EXERCISE DIRECTIONS:
Search the records below for the word "from" and show every line where it occurs.

Stored data entries:

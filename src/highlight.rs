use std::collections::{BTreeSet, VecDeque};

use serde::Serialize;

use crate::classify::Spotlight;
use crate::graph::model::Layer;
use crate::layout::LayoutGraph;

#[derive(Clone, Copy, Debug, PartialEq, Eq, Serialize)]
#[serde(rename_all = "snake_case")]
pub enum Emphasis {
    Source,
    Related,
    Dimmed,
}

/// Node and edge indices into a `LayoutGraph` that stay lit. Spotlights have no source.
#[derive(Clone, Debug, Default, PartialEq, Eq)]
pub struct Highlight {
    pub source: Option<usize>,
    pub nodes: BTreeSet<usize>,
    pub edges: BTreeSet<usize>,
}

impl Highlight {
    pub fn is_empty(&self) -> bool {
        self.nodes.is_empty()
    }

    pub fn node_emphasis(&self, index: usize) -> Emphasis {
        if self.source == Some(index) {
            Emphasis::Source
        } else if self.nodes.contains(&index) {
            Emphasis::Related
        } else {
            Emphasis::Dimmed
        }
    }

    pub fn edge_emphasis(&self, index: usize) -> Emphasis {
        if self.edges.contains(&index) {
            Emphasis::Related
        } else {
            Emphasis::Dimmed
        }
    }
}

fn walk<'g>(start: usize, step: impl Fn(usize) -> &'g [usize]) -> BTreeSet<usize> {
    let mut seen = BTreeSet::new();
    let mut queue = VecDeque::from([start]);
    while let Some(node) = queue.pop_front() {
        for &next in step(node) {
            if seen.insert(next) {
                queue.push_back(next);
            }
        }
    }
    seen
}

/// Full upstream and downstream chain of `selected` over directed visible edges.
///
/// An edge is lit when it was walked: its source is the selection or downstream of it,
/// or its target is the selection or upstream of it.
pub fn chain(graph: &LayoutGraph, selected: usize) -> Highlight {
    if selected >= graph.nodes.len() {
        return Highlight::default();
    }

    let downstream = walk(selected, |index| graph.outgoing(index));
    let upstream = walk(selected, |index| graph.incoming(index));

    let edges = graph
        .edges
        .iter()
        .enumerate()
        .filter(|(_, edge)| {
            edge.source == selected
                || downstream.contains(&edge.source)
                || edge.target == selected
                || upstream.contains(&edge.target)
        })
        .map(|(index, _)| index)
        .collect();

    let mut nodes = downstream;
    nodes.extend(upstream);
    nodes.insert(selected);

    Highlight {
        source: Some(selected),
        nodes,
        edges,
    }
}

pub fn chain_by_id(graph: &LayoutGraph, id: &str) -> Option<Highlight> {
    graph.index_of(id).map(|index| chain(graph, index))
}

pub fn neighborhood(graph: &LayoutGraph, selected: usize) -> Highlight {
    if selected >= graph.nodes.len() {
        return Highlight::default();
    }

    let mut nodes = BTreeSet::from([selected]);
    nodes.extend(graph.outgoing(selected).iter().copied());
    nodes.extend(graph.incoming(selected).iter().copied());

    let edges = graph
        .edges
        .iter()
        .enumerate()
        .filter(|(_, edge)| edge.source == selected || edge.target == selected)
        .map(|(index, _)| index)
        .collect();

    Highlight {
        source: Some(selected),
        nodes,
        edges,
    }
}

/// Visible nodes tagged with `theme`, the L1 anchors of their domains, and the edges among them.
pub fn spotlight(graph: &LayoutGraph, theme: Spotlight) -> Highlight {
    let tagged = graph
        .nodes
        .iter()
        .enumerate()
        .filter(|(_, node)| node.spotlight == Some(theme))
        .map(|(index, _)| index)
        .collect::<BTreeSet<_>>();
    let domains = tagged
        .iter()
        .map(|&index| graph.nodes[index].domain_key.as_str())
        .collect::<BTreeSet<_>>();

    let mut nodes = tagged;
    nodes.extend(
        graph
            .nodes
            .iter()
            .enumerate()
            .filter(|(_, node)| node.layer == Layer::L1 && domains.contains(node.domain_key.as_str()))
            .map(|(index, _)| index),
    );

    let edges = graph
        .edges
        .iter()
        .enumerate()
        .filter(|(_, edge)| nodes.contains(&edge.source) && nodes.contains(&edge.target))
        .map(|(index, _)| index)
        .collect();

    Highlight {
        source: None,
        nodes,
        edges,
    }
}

SOLUTION TO THIS EXERCISE:
    let mut queue = VecDeque::from([start]);
    let mut nodes = BTreeSet::from([selected]);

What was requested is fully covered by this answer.